One of the best parts is learning to accept the kindness of strangers, and then be that stranger to someone else. At least once or twice during a backpacking adventure, you will find yourself in need of help from a stranger. Until I traveled, my social interactions with strangers are probably best described as individuals on a New York City subway car — everyone avoids eye contact or speaking. You all just go about your separate ways — similar paths that never overlap.
In Normandy, I found myself hitchhiking with a French family because I was stranded in the countryside. In London, I found myself cooking meals in a hostel with strangers who all became friends in a matter of hours. In Paris, I sat in a hostel room of other solo-traveling women from all over the world, listening to each others travel stories and laughing late into the night. In Dublin, I found myself in the pouring rain getting directions to the train station from a little Irish women who was determined to help me. In Nice, a young girl in at a flower market gave me a Macaron because she felt bad for me when she watched someone steal my sunglasses from my head.
Life is funny, difficult, and amazing in many different ways, and it helps to have each others backs through it all. When you travel, you learn that “each other” is not limited to close friends and family — it can be anyone, anywhere, at any time. We are joined by our common denominator of humanity, and we can all be there for each other, regardless of our language or background.
There are a lot of things that you can’t control when you travel, and you just have to find a way to make situations work for you. You learn to go with the flow, rather than trying to orchestrate the world and losing. You can’t control the weather, the timetables of trains, or road closures in places that you want to explore. More often than not, I found myself realizing that I do not have life all figured out, and learning to accept what was given to me. This is extremely important to embrace no matter where you are, and it ultimately makes your life much more enjoyable. You have to learn to plan while staying open to the unexpected changes that occur on small and large scales throughout life.
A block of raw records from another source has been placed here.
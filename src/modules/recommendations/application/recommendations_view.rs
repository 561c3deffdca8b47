use std::sync::Arc;

use tokio_util::sync::CancellationToken;
use tracing::warn;

use crate::modules::catalog::domain::entities::AnimeSummary;
use crate::modules::catalog::domain::search_request::SearchRequest;
use crate::modules::catalog::traits::CatalogApi;
use crate::modules::recommendations::domain::RecommendationSet;
use crate::shared::application::remote::{FetchSequence, RemoteData};

const SEARCH_LIMIT: u32 = 10;
const RECOMMENDATION_LIMIT: u32 = 10;

const SEARCH_ERROR: &str = "Failed to search anime. Please try again.";
const EMPTY_ERROR: &str = "No recommendations found. Please try another anime.";
const GENERATE_ERROR: &str = "Failed to get recommendations. Please try again.";

/// Two-step recommendations flow: search for a title, pick one, then
/// generate similar titles for it.
pub struct RecommendationsView {
    api: Arc<dyn CatalogApi>,
    cancel: CancellationToken,
    sequence: FetchSequence,
    pub query: String,
    search_results: RemoteData<Vec<AnimeSummary>>,
    selected: Option<AnimeSummary>,
    recommendations: RemoteData<RecommendationSet>,
}

impl RecommendationsView {
    pub fn new(api: Arc<dyn CatalogApi>) -> Self {
        Self {
            api,
            cancel: CancellationToken::new(),
            sequence: FetchSequence::default(),
            query: String::new(),
            search_results: RemoteData::Idle,
            selected: None,
            recommendations: RemoteData::Idle,
        }
    }

    /// Run the title search. A blank query is a no-op.
    pub async fn search(&mut self) {
        if self.query.trim().is_empty() {
            return;
        }
        self.search_results = RemoteData::Loading;
        let ticket = self.sequence.issue();

        let request = SearchRequest {
            q: Some(self.query.trim().to_string()),
            limit: SEARCH_LIMIT,
            ..Default::default()
        };
        let api = Arc::clone(&self.api);
        let cancel = self.cancel.clone();
        let outcome = tokio::select! {
            biased;

            _ = cancel.cancelled() => return,
            outcome = api.search_anime(&request) => outcome,
        };
        if !self.sequence.is_current(ticket) {
            return;
        }

        match outcome {
            Ok(page) => self.search_results = RemoteData::Success(page.items),
            Err(e) => {
                warn!(error = %e, "recommendation search failed");
                self.search_results = RemoteData::Error(SEARCH_ERROR.to_string());
            }
        }
    }

    /// Pick a title from the search results. Clears the query and the
    /// result list and generates recommendations for the pick.
    pub async fn select(&mut self, anime: AnimeSummary) {
        self.selected = Some(anime);
        self.query.clear();
        self.search_results = RemoteData::Idle;
        self.generate().await;
    }

    /// Generate recommendations for the selected title. An empty result
    /// set is surfaced as an error so the page can prompt for another
    /// pick.
    pub async fn generate(&mut self) {
        let id = match &self.selected {
            Some(anime) => anime.id,
            None => return,
        };
        self.recommendations = RemoteData::Loading;
        let ticket = self.sequence.issue();

        let api = Arc::clone(&self.api);
        let cancel = self.cancel.clone();
        let outcome = tokio::select! {
            biased;

            _ = cancel.cancelled() => return,
            outcome = api.recommendations_for(id, RECOMMENDATION_LIMIT) => outcome,
        };
        if !self.sequence.is_current(ticket) {
            return;
        }

        match outcome {
            Ok(set) if set.recommendations.is_empty() => {
                self.recommendations = RemoteData::Error(EMPTY_ERROR.to_string());
            }
            Ok(set) => self.recommendations = RemoteData::Success(set),
            Err(e) => {
                warn!(error = %e, id, "recommendation generation failed");
                self.recommendations = RemoteData::Error(GENERATE_ERROR.to_string());
            }
        }
    }

    /// Back to step one.
    pub fn clear_selection(&mut self) {
        self.selected = None;
        self.recommendations = RemoteData::Idle;
        self.search_results = RemoteData::Idle;
        self.query.clear();
    }

    pub fn close(&self) {
        self.cancel.cancel();
    }

    pub fn search_results(&self) -> &RemoteData<Vec<AnimeSummary>> {
        &self.search_results
    }

    pub fn selected(&self) -> Option<&AnimeSummary> {
        self.selected.as_ref()
    }

    pub fn recommendations(&self) -> &RemoteData<RecommendationSet> {
        &self.recommendations
    }
}
mod utils;

use std::sync::Arc;

use aniscope::modules::detail::application::DetailView;
use aniscope::modules::detail::domain::RelatedEntry;
use aniscope::modules::detail::infrastructure::jikan::{JikanRelationEntry, JikanRelationGroup};
use aniscope::shared::errors::AppError;

use utils::{detail, MockCatalog, MockRelations};

fn jikan_entry(mal_id: i64, entry_type: &str, name: &str) -> JikanRelationEntry {
    JikanRelationEntry {
        mal_id,
        entry_type: entry_type.to_string(),
        name: name.to_string(),
        url: format!("https://myanimelist.net/anime/{}", mal_id),
    }
}

#[tokio::test]
async fn load_resolves_relations_against_the_catalog() {
    let mut catalog = MockCatalog::new();
    catalog
        .expect_get_anime()
        .withf(|id| *id == 1)
        .times(1)
        .returning(|id| Ok(detail(id, Some(100), "Fullmetal Alchemist")));
    catalog
        .expect_get_anime_by_mal_id()
        .withf(|mal_id| *mal_id == 30)
        .times(1)
        .returning(|_| Ok(Some(detail(2, Some(30), "FMA: Brotherhood"))));
    catalog
        .expect_get_anime_by_mal_id()
        .withf(|mal_id| *mal_id == 31)
        .times(1)
        .returning(|_| Ok(None));

    let mut relations = MockRelations::new();
    relations
        .expect_anime_relations()
        .withf(|mal_id| *mal_id == 100)
        .times(1)
        .returning(|_| {
            Ok(vec![
                JikanRelationGroup {
                    relation: "Sequel".to_string(),
                    entry: vec![
                        jikan_entry(30, "anime", "FMA: Brotherhood"),
                        jikan_entry(31, "anime", "Obscure Sequel"),
                    ],
                },
                JikanRelationGroup {
                    relation: "Adaptation".to_string(),
                    entry: vec![jikan_entry(40, "manga", "The Manga")],
                },
            ])
        });

    let mut view = DetailView::new(Arc::new(catalog), Arc::new(relations));
    view.load(1).await;

    assert!(view.detail().as_success().is_some());
    let groups = view.related().as_success().unwrap();

    // The manga-only group is dropped entirely.
    assert_eq!(groups.len(), 1);
    assert_eq!(groups[0].relation, "Sequel");
    assert_eq!(groups[0].entries.len(), 2);
    assert!(groups[0].entries[0].in_database());
    match &groups[0].entries[1] {
        RelatedEntry::External { mal_id, title, mal_url } => {
            assert_eq!(*mal_id, 31);
            assert_eq!(title, "Obscure Sequel");
            assert_eq!(mal_url, "https://myanimelist.net/anime/31");
        }
        other => panic!("expected an external stub, got {:?}", other),
    }
}

#[tokio::test]
async fn catalog_lookup_failure_falls_back_to_a_stub() {
    let mut catalog = MockCatalog::new();
    catalog
        .expect_get_anime()
        .returning(|id| Ok(detail(id, Some(100), "Some Show")));
    catalog
        .expect_get_anime_by_mal_id()
        .returning(|_| Err(AppError::ApiError("backend hiccup".to_string())));

    let mut relations = MockRelations::new();
    relations.expect_anime_relations().returning(|_| {
        Ok(vec![JikanRelationGroup {
            relation: "Side Story".to_string(),
            entry: vec![jikan_entry(55, "anime", "The Side Story")],
        }])
    });

    let mut view = DetailView::new(Arc::new(catalog), Arc::new(relations));
    view.load(7).await;

    let groups = view.related().as_success().unwrap();
    assert!(!groups[0].entries[0].in_database());
    assert_eq!(groups[0].entries[0].title(), "The Side Story");
}

#[tokio::test]
async fn missing_anime_shows_not_found() {
    let mut catalog = MockCatalog::new();
    catalog
        .expect_get_anime()
        .returning(|_| Err(AppError::NotFound("no such anime".to_string())));

    let mut view = DetailView::new(Arc::new(catalog), Arc::new(MockRelations::new()));
    view.load(999).await;

    assert_eq!(view.detail().error_message(), Some("Anime not found"));
    assert!(view.related().is_idle());
}

#[tokio::test]
async fn other_failures_show_the_generic_detail_error() {
    let mut catalog = MockCatalog::new();
    catalog
        .expect_get_anime()
        .returning(|_| Err(AppError::ApiError("500".to_string())));

    let mut view = DetailView::new(Arc::new(catalog), Arc::new(MockRelations::new()));
    view.load(1).await;

    assert_eq!(
        view.detail().error_message(),
        Some("Failed to load anime details")
    );
}

#[tokio::test]
async fn relations_failure_keeps_the_detail_intact() {
    let mut catalog = MockCatalog::new();
    catalog
        .expect_get_anime()
        .returning(|id| Ok(detail(id, Some(100), "Some Show")));

    let mut relations = MockRelations::new();
    relations
        .expect_anime_relations()
        .returning(|_| Err(AppError::ExternalServiceError("jikan 429".to_string())));

    let mut view = DetailView::new(Arc::new(catalog), Arc::new(relations));
    view.load(1).await;

    assert!(view.detail().as_success().is_some());
    assert_eq!(
        view.related().error_message(),
        Some("Failed to load related works. Please try again later.")
    );
}

#[tokio::test]
async fn titles_without_a_mal_id_skip_relations() {
    let mut catalog = MockCatalog::new();
    catalog
        .expect_get_anime()
        .returning(|id| Ok(detail(id, None, "Unlinked Show")));

    // MockRelations has no expectations; any call would panic.
    let mut view = DetailView::new(Arc::new(catalog), Arc::new(MockRelations::new()));
    view.load(1).await;

    assert!(view.detail().as_success().is_some());
    assert!(view.related().is_idle());
}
No matter where you go, hopefully you learn that the world is full of drastically different ways of life lived by people who are remarkably similar to you. I read an interview with Brad Newsham where he talked about how how people in the Middle East cheered when the twin towers came down. He said,”I had this thought that they could never have cheered the death and destruction if they had known the people involved.” Traveling and getting to know each other reveals the common threads that run through all people, as well as the different ways of living that you never thought about. We all have similar wants and needs, and we can all understand each other on one level or another if we take the time to get to know each other. It can also be eye-opening to see what certain cultures choose to prioritize, and can call into question some of your own decisions. I like the fast-paced, goal-oriented mindset that I’ve adopted in America, but I also appreciated the laid-back, simple life that I saw when traveling on the west coast of Ireland.
In the end, travel can reward anyone at any age with a greater sense of their place in the world. It starts with the decision to go, and ends with a better version of you.